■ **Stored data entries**
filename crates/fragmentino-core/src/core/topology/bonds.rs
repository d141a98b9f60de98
use crate::core::models::element::{self, Element};
use crate::core::models::molecule::Molecule;
use itertools::Itertools;

/// A covalent bond detected from geometry.
///
/// `atom1` and `atom2` are atom indices. For bonds within one molecule `atom1 < atom2`;
/// for bonds between two molecules `atom1` indexes the first molecule and `atom2` the
/// second.
#[derive(Debug, Clone, Copy, PartialEq)]
pub struct Bond {
    pub atom1: usize,
    pub atom2: usize,
    pub distance: f64, // Interatomic distance in Angstrom
}

/// Distance below which two atoms of the given elements count as bonded.
pub fn bond_threshold(a: &Element, b: &Element, bond_factor: f64) -> f64 {
    element::bond_length(a, b, bond_factor)
}

/// Whether two atoms at `distance` are bonded under the covalent-radius rule.
#[inline]
pub fn is_bonded(distance: f64, a: &Element, b: &Element, bond_factor: f64) -> bool {
    distance < bond_threshold(a, b, bond_factor)
}

/// Bonds between atoms of a single molecule, each unordered pair reported once with
/// `atom1 < atom2`, in row-major order.
pub fn bonds_within(molecule: &Molecule) -> Vec<Bond> {
    let elements = molecule.elements();
    let positions = molecule.positions();
    let factor = molecule.bond_factor();

    (0..molecule.len())
        .tuple_combinations()
        .filter_map(|(i, j)| {
            let distance = nalgebra::distance(&positions[i], &positions[j]);
            is_bonded(distance, elements[i], elements[j], factor).then_some(Bond {
                atom1: i,
                atom2: j,
                distance,
            })
        })
        .collect()
}

/// Bonds from atoms of `first` to atoms of `second`, using the bond factor of `first`.
///
/// The two index spaces are disjoint, so every qualifying pair is reported.
pub fn bonds_between(first: &Molecule, second: &Molecule) -> Vec<Bond> {
    let factor = first.bond_factor();

    first
        .iter()
        .enumerate()
        .cartesian_product(second.iter().enumerate().collect::<Vec<_>>())
        .filter_map(|((i, (e1, p1)), (j, (e2, p2)))| {
            let distance = nalgebra::distance(p1, p2);
            is_bonded(distance, e1, e2, factor).then_some(Bond {
                atom1: i,
                atom2: j,
                distance,
            })
        })
        .collect()
}

#[cfg(test)]
mod tests {
    use super::*;
    use nalgebra::Point3;

    fn water() -> Molecule {
        Molecule::new(
            &[1, 1, 8],
            vec![
                Point3::new(0.86681, 0.60100, 0.0),
                Point3::new(-0.86681, 0.60144, 0.0),
                Point3::new(0.0, -0.07579, 0.0),
            ],
        )
        .unwrap()
    }

    #[test]
    fn bonds_within_finds_oh_bonds_but_not_hh() {
        let bonds = bonds_within(&water());
        assert_eq!(bonds.len(), 2);
        assert_eq!((bonds[0].atom1, bonds[0].atom2), (0, 2));
        assert_eq!((bonds[1].atom1, bonds[1].atom2), (1, 2));
        assert!((bonds[0].distance - 1.09972921).abs() < 1e-6);
        assert!((bonds[1].distance - 1.10000005).abs() < 1e-6);
    }

    #[test]
    fn bonds_within_respects_bond_factor() {
        let positions = vec![Point3::origin(), Point3::new(1.0, 0.0, 0.0)];
        let tight = Molecule::with_bond_factor(&[1, 1], positions.clone(), 1.0).unwrap();
        let loose = Molecule::with_bond_factor(&[1, 1], positions, 2.0).unwrap();
        assert!(bonds_within(&tight).is_empty());
        assert_eq!(bonds_within(&loose).len(), 1);
    }

    #[test]
    fn threshold_is_strict() {
        let h = Element::hydrogen();
        let threshold = bond_threshold(h, h, 1.0);
        assert!(!is_bonded(threshold, h, h, 1.0));
        assert!(is_bonded(threshold - 1e-9, h, h, 1.0));
    }

    #[test]
    fn bonds_within_single_atom_is_empty() {
        let m = Molecule::new(&[6], vec![Point3::origin()]).unwrap();
        assert!(bonds_within(&m).is_empty());
    }

    #[test]
    fn bonds_between_reports_indices_in_each_molecule() {
        let m = water();
        let hydrogen = m.atom(1).unwrap();
        let rest = Molecule::from_molecules(&m.atom(0).unwrap(), &m.atom(2).unwrap());

        let bonds = bonds_between(&hydrogen, &rest);

        assert_eq!(bonds.len(), 1);
        assert_eq!((bonds[0].atom1, bonds[0].atom2), (0, 1));
        assert!((bonds[0].distance - 1.10000005).abs() < 1e-6);
    }

    #[test]
    fn bonds_between_distant_molecules_is_empty() {
        let a = Molecule::new(&[6], vec![Point3::origin()]).unwrap();
        let b = Molecule::new(&[6], vec![Point3::new(10.0, 0.0, 0.0)]).unwrap();
        assert!(bonds_between(&a, &b).is_empty());
    }
}
/// Progress events emitted while fragmenting a molecule.
///
/// A run is a sequence of phases ("Bond detection", "Contraction", "Capping", ...).
/// Phases that perform countable work wrap it in a task with a known upper bound.
#[derive(Debug, Clone, PartialEq)]
pub enum Progress {
    PhaseStart { name: &'static str },
    PhaseFinish,

    TaskStart { total_steps: u64 },
    TaskIncrement,
    TaskFinish,

    Message(String),
}

pub type ProgressCallback<'a> = Box<dyn Fn(Progress) + Send + Sync + 'a>;

/// Forwards [`Progress`] events to an optional callback. Without a callback every
/// report is dropped.
#[derive(Default)]
pub struct ProgressReporter<'a> {
    callback: Option<ProgressCallback<'a>>,
}

impl<'a> ProgressReporter<'a> {
    pub fn new() -> Self {
        Self::default()
    }

    pub fn with_callback(callback: ProgressCallback<'a>) -> Self {
        Self {
            callback: Some(callback),
        }
    }

    #[inline]
    pub fn report(&self, event: Progress) {
        if let Some(cb) = &self.callback {
            cb(event);
        }
    }

    /// Runs `f` between a `PhaseStart` and a `PhaseFinish` event.
    pub fn phase<T>(&self, name: &'static str, f: impl FnOnce() -> T) -> T {
        self.report(Progress::PhaseStart { name });
        let result = f();
        self.report(Progress::PhaseFinish);
        result
    }
}

#[cfg(test)]
mod tests {
    use super::*;
    use std::sync::{Arc, Mutex};

    #[test]
    fn reporter_without_callback_ignores_events() {
        let reporter = ProgressReporter::new();
        reporter.report(Progress::Message("ignored".into()));
        assert_eq!(reporter.phase("Noop", || 7), 7);
    }

    #[test]
    fn phase_wraps_inner_events() {
        let events = Arc::new(Mutex::new(Vec::new()));
        let sink = events.clone();
        let reporter =
            ProgressReporter::with_callback(Box::new(move |e| sink.lock().unwrap().push(e)));

        let value = reporter.phase("Capping", || {
            reporter.report(Progress::TaskIncrement);
            "done"
        });

        assert_eq!(value, "done");
        assert_eq!(
            *events.lock().unwrap(),
            vec![
                Progress::PhaseStart { name: "Capping" },
                Progress::TaskIncrement,
                Progress::PhaseFinish,
            ]
        );
    }
}
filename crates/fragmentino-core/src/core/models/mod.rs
//! # Core Models Module
//!
//! - [`element`] - Static periodic table with atomic weights and covalent radii
//! - [`molecule`] - Ordered atoms with Cartesian coordinates and a bond factor
//!
//! ```
//! use fragmentino::core::models::molecule::Molecule;
//! use nalgebra::Point3;
//!
//! let water = Molecule::new(
//!     &[1, 1, 8],
//!     vec![
//!         Point3::new(0.86681, 0.60100, 0.0),
//!         Point3::new(-0.86681, 0.60144, 0.0),
//!         Point3::new(0.0, -0.07579, 0.0),
//!     ],
//! )?;
//! assert_eq!(water.symbols(), vec!["H", "H", "O"]);
//! # Ok::<(), fragmentino::core::models::molecule::MoleculeError>(())
//! ```

pub mod element;
pub mod molecule;
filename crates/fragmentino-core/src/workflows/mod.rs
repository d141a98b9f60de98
//! # Workflows Module
//!
//! High-level entry points that run a complete fragmentation pipeline.
//!
//! - **Fragmentation Workflow** ([`fragment`]) - Fragment a molecule, then optionally cap
//!   cut bonds, move the central fragment to the front and group fragments by size,
//!   reporting progress throughout.

pub mod fragment;
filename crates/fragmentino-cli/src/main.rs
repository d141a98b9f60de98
mod cli;
mod commands;
mod config;
mod error;
mod logging;
mod utils;

use crate::cli::{Cli, Commands};
use crate::error::Result;
use clap::Parser;
use tracing::{debug, error, info};

fn main() {
    if let Err(e) = run_app() {
        eprintln!("\n❌ Error: {}", e);
        std::process::exit(1);
    }
}

fn run_app() -> Result<()> {
    let cli = Cli::parse();
    logging::setup_logging(cli.verbose, cli.quiet, cli.log_file.as_deref())?;

    info!("fragmentino CLI v{} starting up.", env!("CARGO_PKG_VERSION"));
    debug!("Full CLI arguments parsed: {:?}", &cli);

    let command_result = match cli.command {
        Commands::Fragment(args) => {
            info!("Dispatching to 'fragment' command.");
            commands::fragment::run(args, cli.quiet).map(|_| ())
        }
        Commands::Inspect(args) => {
            info!("Dispatching to 'inspect' command.");
            commands::inspect::run(args).map(|_| ())
        }
    };

    match &command_result {
        Ok(()) => info!("Command completed successfully."),
        Err(e) => error!("Command failed: {}", e),
    }

    command_result
}
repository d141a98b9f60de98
pub mod geometry;
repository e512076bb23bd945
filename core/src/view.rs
//! The tree-builder contract.

use crate::vnode::VNode;

/// Something that can describe itself as a virtual tree.
///
/// Render-roots are registered as `Renderable`s. The scheduler calls
/// [`to_vnode`](Renderable::to_vnode) once per render cycle of the root; the
/// implementation should only read state and build the tree.
pub trait Renderable: 'static {
    /// Builds the current virtual tree.
    fn to_vnode(&self) -> VNode;
}

impl<F> Renderable for F
where
    F: Fn() -> VNode + 'static,
{
    fn to_vnode(&self) -> VNode {
        self()
    }
}

impl Renderable for VNode {
    fn to_vnode(&self) -> VNode {
        self.clone()
    }
}

impl_debug!(dyn Renderable);
/// Implements a basic `Debug` trait for types using their type name.
///
/// Useful for trait objects and closure wrappers whose contents cannot be printed.
#[macro_export]
macro_rules! impl_debug {
    ($ty:ty) => {
        impl core::fmt::Debug for $ty {
            fn fmt(&self, f: &mut core::fmt::Formatter<'_>) -> core::fmt::Result {
                f.write_str(core::any::type_name::<Self>())
            }
        }
    };
}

■ **TASK INSTRUCTIONS**
Proceeding from the line containing "let m = water();" through the line containing "assert_eq!(bonds.len(), 1);", transcribe the lines above exactly, both end lines included.

■ **SOLUTION TO THE PROBLEM**
        let m = water();
        let hydrogen = m.atom(1).unwrap();
        let rest = Molecule::from_molecules(&m.atom(0).unwrap(), &m.atom(2).unwrap());

        let bonds = bonds_between(&hydrogen, &rest);

        assert_eq!(bonds.len(), 1);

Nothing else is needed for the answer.